═══ Source material
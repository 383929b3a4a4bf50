//! Error types for sluice-sink
//!
//! Every failure the sink reports wraps the driver error that caused it, so
//! callers can walk the `source()` chain down to the database's message.

use sluice_rdbc::{Error as DriverError, SqlType};
use thiserror::Error;

/// Result type alias for sink operations
pub type Result<T> = std::result::Result<T, SinkError>;

/// Main error type for the sink
#[derive(Debug, Error)]
pub enum SinkError {
    /// The sink was configured incompletely or inconsistently
    #[error("configuration error: {message}")]
    Configuration {
        /// What is wrong
        message: String,
    },

    /// The writer could not be opened
    #[error(transparent)]
    Open(#[from] OpenError),

    /// A record could not be written
    #[error(transparent)]
    Write(#[from] WriteError),
}

impl SinkError {
    /// Create a configuration error
    pub fn config(message: impl Into<String>) -> Self {
        Self::Configuration {
            message: message.into(),
        }
    }

    /// The driver error at the root of this failure, if any
    pub fn driver_error(&self) -> Option<&DriverError> {
        match self {
            Self::Configuration { .. } => None,
            Self::Open(e) => e.driver_error(),
            Self::Write(e) => e.driver_error(),
        }
    }

    /// Whether retrying the same call may succeed
    pub fn is_retriable(&self) -> bool {
        self.driver_error().is_some_and(DriverError::is_retriable)
    }
}

/// Failures of [`BatchWriter::open`](crate::BatchWriter::open)
#[derive(Debug, Error)]
pub enum OpenError {
    /// No driver is registered under the configured name
    #[error("unable to load database driver '{driver}'")]
    DriverLoad {
        /// Configured driver name
        driver: String,
        /// Registry lookup error
        #[source]
        source: DriverError,
    },

    /// The driver could not establish a connection
    #[error("unable to connect to database")]
    Connection {
        /// Driver error
        #[source]
        source: DriverError,
    },

    /// The insert statement could not be prepared
    #[error("unable to prepare statement '{sql}'")]
    StatementPrepare {
        /// Statement text
        sql: String,
        /// Driver error
        #[source]
        source: DriverError,
    },

    /// `open` was called on an open writer
    #[error("writer is already open")]
    AlreadyOpen,

    /// `open` was called on a closed writer
    #[error("writer has been closed")]
    Closed,
}

impl OpenError {
    fn driver_error(&self) -> Option<&DriverError> {
        match self {
            Self::DriverLoad { source, .. }
            | Self::Connection { source }
            | Self::StatementPrepare { source, .. } => Some(source),
            Self::AlreadyOpen | Self::Closed => None,
        }
    }
}

/// Failures of [`BatchWriter::write`](crate::BatchWriter::write) and
/// [`BatchWriter::flush`](crate::BatchWriter::flush)
#[derive(Debug, Error)]
pub enum WriteError {
    /// A field's value does not fit the column type declared for it
    #[error("field {position} holds a {actual} value, which cannot be bound as {expected}")]
    BindTypeMismatch {
        /// 1-based parameter position
        position: usize,
        /// Declared column type
        expected: SqlType,
        /// Variant name of the offending value
        actual: &'static str,
        /// Conversion error
        #[source]
        source: DriverError,
    },

    /// The driver rejected a parameter
    #[error("unable to bind parameter {position}")]
    Bind {
        /// 1-based parameter position
        position: usize,
        /// Driver error
        #[source]
        source: DriverError,
    },

    /// The bound row could not be added to the batch
    #[error("unable to add record to batch")]
    AddBatch {
        /// Driver error
        #[source]
        source: DriverError,
    },

    /// Executing the accumulated batch failed
    #[error("execution of a batch of {rows} records failed")]
    BatchExecution {
        /// Records in the failed batch
        rows: usize,
        /// Driver error
        #[source]
        source: DriverError,
    },

    /// The writer has not been opened, or has been closed
    #[error("writer is not open")]
    NotOpen,
}

impl WriteError {
    fn driver_error(&self) -> Option<&DriverError> {
        match self {
            Self::BindTypeMismatch { source, .. }
            | Self::Bind { source, .. }
            | Self::AddBatch { source }
            | Self::BatchExecution { source, .. } => Some(source),
            Self::NotOpen => None,
        }
    }
}

/// A failure during [`BatchWriter::close`](crate::BatchWriter::close)
///
/// Close never fails; these are collected in a
/// [`CloseReport`](crate::CloseReport) instead.
#[derive(Debug, Error)]
pub enum ShutdownFailure {
    /// Flushing the records still pending failed
    #[error("final flush of {rows} records failed")]
    Flush {
        /// Records in the failed batch
        rows: usize,
        /// Driver error
        #[source]
        source: DriverError,
    },

    /// Releasing the prepared statement failed
    #[error("closing the statement failed")]
    CloseStatement {
        /// Driver error
        #[source]
        source: DriverError,
    },

    /// Closing the connection failed
    #[error("closing the connection failed")]
    CloseConnection {
        /// Driver error
        #[source]
        source: DriverError,
    },
}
══════
Copy out the lines above exactly, beginning at the one that contains "A failure during" and ending at the one that contains "prepared statement failed".

| Task result |
/// A failure during [`BatchWriter::close`](crate::BatchWriter::close)
///
/// Close never fails; these are collected in a
/// [`CloseReport`](crate::CloseReport) instead.
#[derive(Debug, Error)]
pub enum ShutdownFailure {
    /// Flushing the records still pending failed
    #[error("final flush of {rows} records failed")]
    Flush {
        /// Records in the failed batch
        rows: usize,
        /// Driver error
        #[source]
        source: DriverError,
    },

    /// Releasing the prepared statement failed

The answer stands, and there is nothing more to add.